Summary
Giant cell tumor of tendon sheath is a rare, solitary benign soft tissue tumor which may arise in the tendon sheath tissues of the ankle and foot.
Complete Information on this Tumor
Giant cell tumor of tendon sheath is a rare, solitary benign soft tissue tumor which may arise in the tendon sheath tissues around the ankle and the toes of the foot. Most cases occur in the hand, where local recurrence after excision has been reported in up to 40% of cases. Approximately 3 - 10% of these tumors occur in the foot, most commonly in the forefoot, especially the great toe. ((Ushijima)

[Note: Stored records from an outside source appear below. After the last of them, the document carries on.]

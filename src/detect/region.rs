//! Iterative 4-connected region growing over a flat label arena.
//!
//! Each grown region receives a fresh label; label `0` means unvisited. Labels
//! double as the visited set, so a pixel is grown into at most one region per
//! detector pass.

/// Axis-aligned bounds and members of a grown region.
#[derive(Debug, Clone, PartialEq, Eq)]
pub struct Region {
    pub label: u32,
    pub pixels: Vec<usize>,
    pub min_x: usize,
    pub max_x: usize,
    pub min_y: usize,
    pub max_y: usize,
}

impl Region {
    pub fn area(&self) -> usize {
        self.pixels.len()
    }

    pub fn bbox_width(&self) -> usize {
        self.max_x - self.min_x + 1
    }

    pub fn bbox_height(&self) -> usize {
        self.max_y - self.min_y + 1
    }

    /// Longer bounding-box side over shorter side (always >= 1).
    pub fn aspect_ratio(&self) -> f32 {
        let (w, h) = (self.bbox_width() as f32, self.bbox_height() as f32);
        w.max(h) / w.min(h)
    }
}

pub struct RegionGrower {
    width: usize,
    height: usize,
    labels: Vec<u32>,
    next_label: u32,
    stack: Vec<usize>,
}

impl RegionGrower {
    pub fn new(width: usize, height: usize) -> Self {
        Self {
            width,
            height,
            labels: vec![0; width * height],
            next_label: 1,
            stack: Vec::new(),
        }
    }

    #[inline]
    pub fn is_visited(&self, idx: usize) -> bool {
        self.labels[idx] != 0
    }

    #[inline]
    pub fn label(&self, idx: usize) -> u32 {
        self.labels[idx]
    }

    /// Grow a region from `seed`. The seed always joins; a neighbor joins when
    /// it is unvisited and `accept(idx)` holds. Neighbors are pushed in the
    /// order (x+1, y), (x-1, y), (x, y+1), (x, y-1).
    ///
    /// Growth is not capped at 10,000 pixels: the region always holds every
    /// connected accepted pixel, and callers apply their own area bounds to the
    /// finished region. A cap would make the nebula (50,000) and galaxy
    /// (20,000) upper bounds unreachable.
    pub fn grow<F>(&mut self, seed: usize, accept: F) -> Region
    where
        F: Fn(usize) -> bool,
    {
        let label = self.next_label;
        self.next_label += 1;

        let (sx, sy) = (seed % self.width, seed / self.width);
        let mut region = Region {
            label,
            pixels: Vec::new(),
            min_x: sx,
            max_x: sx,
            min_y: sy,
            max_y: sy,
        };

        self.labels[seed] = label;
        self.stack.clear();
        self.stack.push(seed);

        while let Some(idx) = self.stack.pop() {
            let (x, y) = (idx % self.width, idx / self.width);
            region.pixels.push(idx);
            region.min_x = region.min_x.min(x);
            region.max_x = region.max_x.max(x);
            region.min_y = region.min_y.min(y);
            region.max_y = region.max_y.max(y);

            let neighbors = [
                (x + 1 < self.width).then(|| idx + 1),
                (x > 0).then(|| idx - 1),
                (y + 1 < self.height).then(|| idx + self.width),
                (y > 0).then(|| idx - self.width),
            ];
            for n in neighbors.into_iter().flatten() {
                if self.labels[n] == 0 && accept(n) {
                    self.labels[n] = label;
                    self.stack.push(n);
                }
            }
        }

        region
    }

    /// Count region pixels with fewer than eight same-region 8-neighbors.
    pub fn boundary_pixels(&self, region: &Region) -> usize {
        let (w, h) = (self.width as isize, self.height as isize);
        region
            .pixels
            .iter()
            .filter(|&&idx| {
                let (x, y) = ((idx % self.width) as isize, (idx / self.width) as isize);
                let mut same = 0;
                for dy in -1..=1 {
                    for dx in -1..=1 {
                        if dx == 0 && dy == 0 {
                            continue;
                        }
                        let (nx, ny) = (x + dx, y + dy);
                        if nx >= 0
                            && ny >= 0
                            && nx < w
                            && ny < h
                            && self.labels[(ny * w + nx) as usize] == region.label
                        {
                            same += 1;
                        }
                    }
                }
                same < 8
            })
            .count()
    }
}
//! Configuration system with TOML persistence.
//!
//! Supports loading from file and sensible defaults.

use crate::error::{ConfigError, Result};
use crate::synth::SynthesisParams;
use serde::{Deserialize, Serialize};
use std::path::{Path, PathBuf};

/// Top-level configuration
#[derive(Debug, Clone, Serialize, Deserialize, Default, PartialEq)]
#[serde(default)]
pub struct AppConfig {
    /// Image loading configuration
    pub loader: LoaderConfig,

    /// Audio synthesis configuration
    pub synthesis: SynthesisConfig,

    /// Metrics configuration
    pub metrics: MetricsConfig,
}

/// Pixel loader configuration
#[derive(Debug, Clone, Serialize, Deserialize, PartialEq)]
#[serde(default)]
pub struct LoaderConfig {
    /// Images whose width or height exceed this are downsampled
    pub max_dimension: u32,
}

/// Audio synthesis configuration
#[derive(Debug, Clone, Serialize, Deserialize, PartialEq)]
#[serde(default)]
pub struct SynthesisConfig {
    /// Output sample rate in Hz (8000-192000)
    pub sample_rate: u32,

    /// Rendered duration in whole seconds
    pub duration_secs: u32,

    /// Final gain applied to both channels (0.0-1.0]
    pub headroom: f32,
}

/// Metrics configuration
#[derive(Debug, Clone, Serialize, Deserialize, PartialEq)]
#[serde(default)]
pub struct MetricsConfig {
    /// Enable metrics collection
    pub enabled: bool,

    /// Histogram precision (significant value digits)
    pub histogram_precision: u8,

    /// Maximum histogram value in milliseconds
    pub histogram_max_ms: u64,
}

impl Default for LoaderConfig {
    fn default() -> Self {
        Self {
            max_dimension: 2048,
        }
    }
}

impl Default for SynthesisConfig {
    fn default() -> Self {
        Self {
            sample_rate: 44_100,
            duration_secs: 30,
            headroom: 0.4,
        }
    }
}

impl Default for MetricsConfig {
    fn default() -> Self {
        Self {
            enabled: true,
            histogram_precision: 2,
            histogram_max_ms: 60_000,
        }
    }
}

impl SynthesisConfig {
    pub fn params(&self) -> SynthesisParams {
        SynthesisParams {
            sample_rate: self.sample_rate,
            duration_secs: self.duration_secs,
            headroom: self.headroom,
        }
    }
}

impl AppConfig {
    /// Load configuration from TOML file
    pub fn load_from_file<P: AsRef<Path>>(path: P) -> Result<Self, ConfigError> {
        let path = path.as_ref();
        let contents = std::fs::read_to_string(path).map_err(|source| ConfigError::LoadFailed {
            path: Box::new(path.to_path_buf()),
            source,
        })?;

        toml::from_str(&contents).map_err(|source| ConfigError::InvalidFormat {
            path: Box::new(path.to_path_buf()),
            source,
        })
    }

    /// Load configuration with fallback to defaults
    pub fn load_or_default<P: AsRef<Path>>(path: P) -> Self {
        Self::load_from_file(path).unwrap_or_else(|e| {
            tracing::warn!("Failed to load config, using defaults: {}", e);
            Self::default()
        })
    }

    /// Save configuration to TOML file
    pub fn save_to_file<P: AsRef<Path>>(&self, path: P) -> Result<(), ConfigError> {
        let path = path.as_ref();

        if let Some(parent) = path.parent() {
            std::fs::create_dir_all(parent).map_err(|source| ConfigError::SaveFailed {
                path: Box::new(path.to_path_buf()),
                source,
            })?;
        }

        let contents = toml::to_string_pretty(self)
            .map_err(|source| ConfigError::SerializationFailed { source })?;

        std::fs::write(path, contents).map_err(|source| ConfigError::SaveFailed {
            path: Box::new(path.to_path_buf()),
            source,
        })
    }

    /// Get default config file path
    pub fn default_path() -> PathBuf {
        let config_dir = dirs::config_dir()
            .unwrap_or_else(|| PathBuf::from("."))
            .join("astro-sonify");

        config_dir.join("config.toml")
    }

    /// Validate configuration values
    pub fn validate(&self) -> Result<(), ConfigError> {
        if self.loader.max_dimension == 0 {
            return Err(ConfigError::ValidationFailed {
                reason: "Maximum image dimension must be > 0".to_string(),
            });
        }

        if let Err(e) = self.synthesis.params().validate() {
            return Err(ConfigError::ValidationFailed {
                reason: e.to_string(),
            });
        }

        if !(1..=5).contains(&self.metrics.histogram_precision) {
            return Err(ConfigError::ValidationFailed {
                reason: format!(
                    "Histogram precision {} out of range 1-5",
                    self.metrics.histogram_precision
                ),
            });
        }

        if self.metrics.histogram_max_ms < 2 {
            return Err(ConfigError::ValidationFailed {
                reason: "Histogram max must be >= 2ms".to_string(),
            });
        }

        Ok(())
    }
}

mod dirs {
    use std::path::PathBuf;

    pub fn config_dir() -> Option<PathBuf> {
        #[cfg(target_os = "linux")]
        {
            std::env::var("XDG_CONFIG_HOME")
                .ok()
                .map(PathBuf::from)
                .or_else(|| {
                    std::env::var("HOME")
                        .ok()
                        .map(|h| PathBuf::from(h).join(".config"))
                })
        }

        #[cfg(target_os = "macos")]
        {
            std::env::var("HOME")
                .ok()
                .map(|h| PathBuf::from(h).join("Library/Application Support"))
        }

        #[cfg(target_os = "windows")]
        {
            std::env::var("APPDATA").ok().map(PathBuf::from)
        }

        #[cfg(not(any(target_os = "linux", target_os = "macos", target_os = "windows")))]
        {
            None
        }
    }
}

#[cfg(test)]
mod tests {
    use super::*;
    use tempfile::tempdir;

    #[test]
    fn test_default_config_valid() {
        let config = AppConfig::default();
        config.validate().expect("Default config should be valid");
    }

    #[test]
    fn test_config_serialization() {
        let config = AppConfig::default();
        let toml_str = toml::to_string(&config).expect("Should serialize");
        let deserialized: AppConfig = toml::from_str(&toml_str).expect("Should deserialize");
        assert_eq!(config, deserialized);
    }

    #[test]
    fn test_partial_config_uses_defaults() {
        let config: AppConfig = toml::from_str("[synthesis]\nduration_secs = 45\n").unwrap();
        assert_eq!(config.synthesis.duration_secs, 45);
        assert_eq!(config.synthesis.sample_rate, 44_100);
        assert_eq!(config.loader.max_dimension, 2048);
    }

    #[test]
    fn test_validation_sample_rate() {
        let mut config = AppConfig::default();
        config.synthesis.sample_rate = 4000; // Too low
        assert!(config.validate().is_err());

        config.synthesis.sample_rate = 400_000; // Too high
        assert!(config.validate().is_err());

        config.synthesis.sample_rate = 48_000;
        assert!(config.validate().is_ok());
    }

    #[test]
    fn test_validation_duration_and_headroom() {
        let mut config = AppConfig::default();
        config.synthesis.duration_secs = 0;
        assert!(config.validate().is_err());

        config.synthesis.duration_secs = 45;
        config.synthesis.headroom = 0.0;
        assert!(config.validate().is_err());

        config.synthesis.headroom = 1.0;
        assert!(config.validate().is_ok());
    }

    #[test]
    fn test_validation_max_dimension() {
        let mut config = AppConfig::default();
        config.loader.max_dimension = 0;
        assert!(config.validate().is_err());
    }

    #[test]
    fn test_save_and_load_roundtrip() {
        let dir = tempdir().unwrap();
        let path = dir.path().join("nested").join("config.toml");

        let mut config = AppConfig::default();
        config.synthesis.duration_secs = 40;
        config.save_to_file(&path).unwrap();

        let loaded = AppConfig::load_from_file(&path).unwrap();
        assert_eq!(loaded.synthesis.duration_secs, 40);
    }

    #[test]
    fn test_load_or_default_missing_file() {
        let dir = tempdir().unwrap();
        let config = AppConfig::load_or_default(dir.path().join("missing.toml"));
        assert_eq!(config, AppConfig::default());
    }
}
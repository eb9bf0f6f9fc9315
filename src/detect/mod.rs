//! Feature detectors.
//!
//! Deep-sky images run the star, nebula and galaxy detectors in that order;
//! each later detector skips pixels claimed by the earlier ones, so the three
//! masks are pairwise disjoint. Other image types use [`basic`] estimates.

pub mod basic;
pub mod galaxies;
pub mod mask;
pub mod nebulae;
pub mod region;
pub mod stars;

pub use mask::{DetectionResult, FeatureMask};

use crate::stats::Statistics;

/// Results of the three deep-sky detectors.
#[derive(Debug, Clone)]
pub struct DeepSkyDetections {
    pub stars: DetectionResult,
    pub nebulae: DetectionResult,
    pub galaxies: DetectionResult,
}

pub fn detect_deep_sky(statistics: &Statistics) -> DeepSkyDetections {
    let maps = &statistics.maps;

    let stars = stars::detect_stars(maps, &statistics.stats);
    let nebulae = nebulae::detect_nebulae(maps, &stars.mask);
    let claimed = stars.mask.union(&nebulae.mask);
    let galaxies = galaxies::detect_galaxies(maps, &claimed);

    tracing::info!(
        stars = stars.count,
        nebulae = nebulae.count,
        galaxies = galaxies.count,
        "Deep-sky detection complete"
    );

    DeepSkyDetections {
        stars,
        nebulae,
        galaxies,
    }
}

#[cfg(test)]
mod tests {
    use super::*;
    use crate::stats::compute_statistics;
    use crate::test_fixtures::{deep_sky_scene, galaxy_image, nebula_image};

    #[test]
    fn test_nebula_found_from_pixels() {
        let found = detect_deep_sky(&compute_statistics(&nebula_image(64, 64, 20)));
        assert_eq!(found.stars.count, 0);
        assert_eq!(found.nebulae.count, 1);
        assert_eq!(found.galaxies.count, 0);
        assert!(found.nebulae.mask.count() > 100);
    }

    #[test]
    fn test_galaxy_found_from_pixels() {
        let found = detect_deep_sky(&compute_statistics(&galaxy_image(80, 60, (20, 18), (40, 24))));
        assert_eq!(found.stars.count, 0);
        assert_eq!(found.nebulae.count, 0);
        assert_eq!(found.galaxies.count, 1);
        assert!(found.galaxies.mask.get(30 * 80 + 40));
        assert!(!found.galaxies.mask.get(0));
    }

    #[test]
    fn test_scene_masks_disjoint_and_nonempty() {
        let found = detect_deep_sky(&compute_statistics(&deep_sky_scene()));

        assert_eq!(found.stars.count, 5);
        assert_eq!(found.nebulae.count, 1);
        assert_eq!(found.galaxies.count, 1);

        assert!(found.stars.mask.is_disjoint(&found.nebulae.mask));
        assert!(found.stars.mask.is_disjoint(&found.galaxies.mask));
        assert!(found.nebulae.mask.is_disjoint(&found.galaxies.mask));

        // Each mask sits on its own feature
        assert!(found.stars.mask.get(80 * 160 + 10));
        assert!(found.nebulae.mask.count() > 100);
        assert!(found.galaxies.mask.get(31 * 160 + 40));
    }
}
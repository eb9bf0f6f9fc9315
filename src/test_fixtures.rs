//! Synthetic image test fixtures for development and testing
//!
//! This module provides deterministic images with known properties,
//! allowing testing without committing binary image files to the repository.

use crate::pixels::PixelBuffer;
use std::collections::hash_map::DefaultHasher;
use std::hash::{Hash, Hasher};
use std::io::Cursor;

/// Generate an image where every pixel has the same RGBA value
///
/// # Example
/// ```
/// use astro_sonify::test_fixtures::uniform_image;
/// let gray = uniform_image(4, 2, [128, 128, 128, 255]);
/// assert_eq!(gray.pixel_count(), 8);
/// ```
pub fn uniform_image(width: u32, height: u32, rgba: [u8; 4]) -> PixelBuffer {
    let data = rgba.repeat(width as usize * height as usize);
    PixelBuffer::from_rgba(width, height, data).expect("fixture dimensions are valid")
}

/// Generate an opaque grayscale image from a per-pixel function of (x, y)
pub fn gray_image(width: u32, height: u32, value: impl Fn(usize, usize) -> u8) -> PixelBuffer {
    color_image(width, height, |x, y| {
        let v = value(x, y);
        [v, v, v]
    })
}

/// Generate an opaque RGB image from a per-pixel function of (x, y)
pub fn color_image(
    width: u32,
    height: u32,
    value: impl Fn(usize, usize) -> [u8; 3],
) -> PixelBuffer {
    let (w, h) = (width as usize, height as usize);
    let mut data = Vec::with_capacity(w * h * 4);
    for y in 0..h {
        for x in 0..w {
            let [r, g, b] = value(x, y);
            data.extend_from_slice(&[r, g, b, 255]);
        }
    }
    PixelBuffer::from_rgba(width, height, data).expect("fixture dimensions are valid")
}

/// Black sky with a compact star at each position
///
/// Each star is a 3x3 plus: 255 at the center, 150 on the 4-neighbors and
/// 80 on the diagonals. Positions must be at least one pixel from the edge.
pub fn starfield(width: u32, height: u32, stars: &[(usize, usize)]) -> PixelBuffer {
    gray_image(width, height, |x, y| {
        stars
            .iter()
            .map(|&(sx, sy)| match (x.abs_diff(sx), y.abs_diff(sy)) {
                (0, 0) => 255,
                (0, 1) | (1, 0) => 150,
                (1, 1) => 80,
                _ => 0,
            })
            .max()
            .unwrap_or(0)
    })
}

/// Deterministic pseudo-random byte for pixel (x, y)
///
/// Same inputs always give the same value, for reproducible tests.
pub fn hash_noise(x: usize, y: usize, seed: u64) -> u8 {
    let mut hasher = DefaultHasher::new();
    (x, y, seed).hash(&mut hasher);
    (hasher.finish() % 256) as u8
}

/// A dim, noisy, strongly colored cloud on a black background
///
/// Centered in the frame with the given radius; useful for exercising the
/// diffuse-region path of deep-sky detection.
pub fn nebula_image(width: u32, height: u32, radius: usize) -> PixelBuffer {
    let center = (width as usize / 2, height as usize / 2);
    color_image(width, height, |x, y| {
        nebula_pixel(x, y, center, radius).unwrap_or([0, 0, 0])
    })
}

fn nebula_pixel(x: usize, y: usize, center: (usize, usize), radius: usize) -> Option<[u8; 3]> {
    let dx = x.abs_diff(center.0);
    let dy = y.abs_diff(center.1);
    if dx * dx + dy * dy > radius * radius {
        return None;
    }
    let n = hash_noise(x, y, 7) / 2;
    Some([120 + n, 20, 150 - n / 2])
}

const GALAXY_RIM: usize = 60;
const GALAXY_SLOPE: usize = 3;
const GALAXY_FALLOFF: usize = 18;

/// Gray level of a rectangular "roof" galaxy at (x, y)
///
/// Inside the rectangle the level rises by 3 per pixel of distance from the
/// rim (60), so every member keeps a nonzero gradient. Outside it drops by 18
/// per pixel, steep enough for elongated moments just off the rim yet gentle
/// enough that no pixel reads as a colorful nebula seed. Keep the shorter side
/// under 90 pixels so the ridge stays below 200.
fn galaxy_level(x: usize, y: usize, origin: (usize, usize), size: (usize, usize)) -> u8 {
    let (x0, y0) = origin;
    let (x1, y1) = (x0 + size.0 - 1, y0 + size.1 - 1);
    let (cx, cy) = (x.clamp(x0, x1), y.clamp(y0, y1));
    let outside = x.abs_diff(cx).max(y.abs_diff(cy));

    let level = if outside == 0 {
        let depth = (x - x0).min(x1 - x).min(y - y0).min(y1 - y);
        GALAXY_RIM + GALAXY_SLOPE * depth
    } else {
        GALAXY_RIM.saturating_sub(GALAXY_FALLOFF * outside)
    };
    level.min(199) as u8
}

/// Black sky holding a single elongated galaxy
///
/// The rectangle starts at `origin` and spans `size` pixels; it needs at
/// least four pixels of black margin on every side.
pub fn galaxy_image(
    width: u32,
    height: u32,
    origin: (usize, usize),
    size: (usize, usize),
) -> PixelBuffer {
    gray_image(width, height, |x, y| galaxy_level(x, y, origin, size))
}

/// Star positions in [`deep_sky_scene`]
pub const SCENE_STARS: [(usize, usize); 5] = [(10, 80), (40, 80), (80, 88), (150, 10), (150, 90)];

/// A 160x100 deep-sky frame with one of everything
///
/// Holds the five stars of [`SCENE_STARS`], a nebula of radius 20 centered at
/// (115, 50) and a 40x24 galaxy at (20, 20). The features sit far enough apart
/// that none of them touch.
pub fn deep_sky_scene() -> PixelBuffer {
    let stars = starfield(160, 100, &SCENE_STARS);
    color_image(160, 100, |x, y| {
        if let Some(rgb) = nebula_pixel(x, y, (115, 50), 20) {
            return rgb;
        }
        let v = galaxy_level(x, y, (20, 20), (40, 24)).max(stars.rgba(y * 160 + x)[0]);
        [v, v, v]
    })
}

/// Encode a buffer as PNG bytes
pub fn encode_png(pixels: &PixelBuffer) -> Vec<u8> {
    let image = pixels.to_image().expect("buffer matches its dimensions");
    let mut bytes = Vec::new();
    image
        .write_to(&mut Cursor::new(&mut bytes), image::ImageFormat::Png)
        .expect("PNG encoding succeeds");
    bytes
}
//! Error types for the sonification pipeline.
//!
//! Decode failures are recovered inside the pipeline by substituting a fixed
//! analysis; every other kind is a caller configuration problem and is
//! propagated.

use std::path::PathBuf;
use thiserror::Error;

/// Top-level error type for all sonification operations.
#[derive(Error, Debug)]
pub enum SonifyError {
    /// Malformed or unsupported image bytes
    #[error("Image decode error: {0}")]
    Decode(#[from] DecodeError),

    /// Zero-area or inconsistent pixel buffer
    #[error("Image dimension error: {0}")]
    Dimension(#[from] DimensionError),

    /// Invalid synthesis parameters
    #[error("Synthesis error: {0}")]
    Synthesis(#[from] SynthesisError),

    /// PCM container encoding or decoding errors
    #[error("Encoding error: {0}")]
    Encode(#[from] EncodeError),

    /// Configuration errors
    #[error("Configuration error: {0}")]
    Config(#[from] ConfigError),

    /// I/O errors
    #[error("I/O error: {0}")]
    Io(#[from] std::io::Error),
}

/// Image decoding errors
#[derive(Error, Debug)]
pub enum DecodeError {
    #[error("Image input is empty")]
    EmptyInput,

    #[error("Failed to decode image: {source}")]
    Malformed { source: image::ImageError },
}

/// Pixel buffer dimension errors
#[derive(Error, Debug, PartialEq, Eq)]
pub enum DimensionError {
    #[error("Image has zero area: {width}x{height}")]
    ZeroArea { width: u32, height: u32 },

    #[error("Pixel data length mismatch: expected {expected} bytes, found {found} bytes")]
    LengthMismatch { expected: usize, found: usize },
}

/// Synthesis configuration errors
#[derive(Error, Debug, PartialEq)]
pub enum SynthesisError {
    #[error("Invalid sample rate: {rate} Hz (must be 8kHz-192kHz)")]
    InvalidSampleRate { rate: u32 },

    #[error("Invalid duration: {secs}s (must be 1-600s)")]
    InvalidDuration { secs: u32 },

    #[error("Invalid headroom: {headroom} (must be in (0.0, 1.0])")]
    InvalidHeadroom { headroom: f32 },
}

/// PCM container errors
#[derive(Error, Debug)]
pub enum EncodeError {
    #[error("WAV container error: {source}")]
    Wav { source: hound::Error },

    #[error("Channel length mismatch: left has {left} samples, right has {right}")]
    ChannelMismatch { left: usize, right: usize },

    #[error("Unsupported WAV layout: {channels} channels at {bits} bits")]
    UnsupportedLayout { channels: u16, bits: u16 },
}

impl From<hound::Error> for EncodeError {
    fn from(source: hound::Error) -> Self {
        EncodeError::Wav { source }
    }
}

/// Configuration errors
#[derive(Error, Debug)]
pub enum ConfigError {
    #[error("Failed to load config file '{path}': {source}")]
    LoadFailed {
        path: Box<PathBuf>,
        source: std::io::Error,
    },

    #[error("Invalid config format in '{path}': {source}")]
    InvalidFormat {
        path: Box<PathBuf>,
        source: toml::de::Error,
    },

    #[error("Config validation failed: {reason}")]
    ValidationFailed { reason: String },

    #[error("Failed to save config to '{path}': {source}")]
    SaveFailed {
        path: Box<PathBuf>,
        source: std::io::Error,
    },

    #[error("Config serialization failed: {source}")]
    SerializationFailed { source: toml::ser::Error },
}

/// Result type alias for sonification operations
pub type Result<T, E = SonifyError> = std::result::Result<T, E>;

impl SonifyError {
    /// Whether the pipeline recovers from this error on its own
    pub fn is_recoverable(&self) -> bool {
        matches!(self, SonifyError::Decode(_))
    }

    /// Get user-friendly message
    pub fn user_message(&self) -> String {
        match self {
            SonifyError::Decode(_) => "The image could not be read".to_string(),
            SonifyError::Dimension(DimensionError::ZeroArea { .. }) => {
                "The image has no pixels".to_string()
            }
            SonifyError::Dimension(DimensionError::LengthMismatch { .. }) => {
                "The image data is truncated".to_string()
            }
            SonifyError::Synthesis(SynthesisError::InvalidSampleRate { rate }) => {
                format!("Sample rate {} Hz is not supported", rate)
            }
            SonifyError::Synthesis(SynthesisError::InvalidDuration { secs }) => {
                format!("Duration of {} seconds is not supported", secs)
            }
            SonifyError::Synthesis(SynthesisError::InvalidHeadroom { .. }) => {
                "Output volume setting is out of range".to_string()
            }
            SonifyError::Encode(_) => "The audio could not be written".to_string(),
            SonifyError::Config(_) => "The settings file is invalid".to_string(),
            SonifyError::Io(_) => "A file could not be read or written".to_string(),
        }
    }
}

impl ConfigError {
    /// Get suggested recovery action
    pub fn recovery_hint(&self) -> Option<&str> {
        match self {
            ConfigError::InvalidFormat { .. } => Some("Check the TOML syntax of the config file"),
            ConfigError::ValidationFailed { .. } => {
                Some("Delete the config file to regenerate defaults")
            }
            _ => None,
        }
    }
}

#[cfg(test)]
mod tests {
    use super::*;

    #[test]
    fn test_error_display() {
        let err = SynthesisError::InvalidSampleRate { rate: 999 };
        assert!(err.to_string().contains("999"));
        assert!(err.to_string().contains("8kHz-192kHz"));
    }

    #[test]
    fn test_only_decode_is_recoverable() {
        let decode: SonifyError = DecodeError::EmptyInput.into();
        assert!(decode.is_recoverable());

        let dimension: SonifyError = DimensionError::ZeroArea {
            width: 0,
            height: 10,
        }
        .into();
        assert!(!dimension.is_recoverable());

        let synthesis: SonifyError = SynthesisError::InvalidDuration { secs: 0 }.into();
        assert!(!synthesis.is_recoverable());
    }

    #[test]
    fn test_user_messages() {
        let err: SonifyError = SynthesisError::InvalidSampleRate { rate: 1000 }.into();
        let msg = err.user_message();
        assert!(msg.contains("1000"));
        assert!(!msg.contains("Error")); // User-friendly, not technical
    }

    #[test]
    fn test_recovery_hints() {
        let err = ConfigError::ValidationFailed {
            reason: "bad".to_string(),
        };
        assert!(err.recovery_hint().is_some());
        assert!(err.recovery_hint().unwrap().contains("defaults"));
    }
}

Clinically, the patients report a slow growing painless, firm solitary mass adjacent to the dorsal or plantar tendons, the midfoot joints, or the ankle joint, which has been present for one to two years on average. There may be a history of trauma, and neurological symptoms occur rarely. In one study, lesions in the forefoot occurred in the first, second, and fifth rays exclusively, indicating that there may be some relationship between weight-bearing and this tumor. The tumor may cause or accentuate an angular deformity such as hallux valgus.
CT scan will show the extent of the tumor, and clearly delineate any bony involvement. Some of these tumors have small calcifications, feature shared with synovial sarcoma.
MRI scans are helpful to define the extent of the lesion, and can be helpful in the preoperative diagnosis. Hemosiderin in the lesion may result in vary low signal intensities on some sequences, and the lesions enhance on T1 sequences after administration of gadopentetate contrast agent, and these features help identify the tumor.
Grossly, the lesion is a nodular, multilobulated soft tissue mass 1-3 cm in size, although neglected cases may be larger.
Histologically, the lesion is similar to pigmented villonodular synovitis. There is hemosiderin and frequent macrophages, foam cells, and scattered giant multi-nucleated cells. The origin of the tumor is unclear. DNA aneuploidy, chromosomal translocations, and tumor expression of p63 and nm23 have been reported in a variable proportion of cases. Expression of p63, has been identified in giant cell tumor of bone, pigmented villonodular synovitis, and the giant cell tumor of tendon sheath, leading to speculation that these may share a common origin. The giant cells in all 3 of these tumors have been found to demonstrate features that are associated with osteoclast, including tartrate- resistant acid phosphatase marking, and calcitonin receptor expression.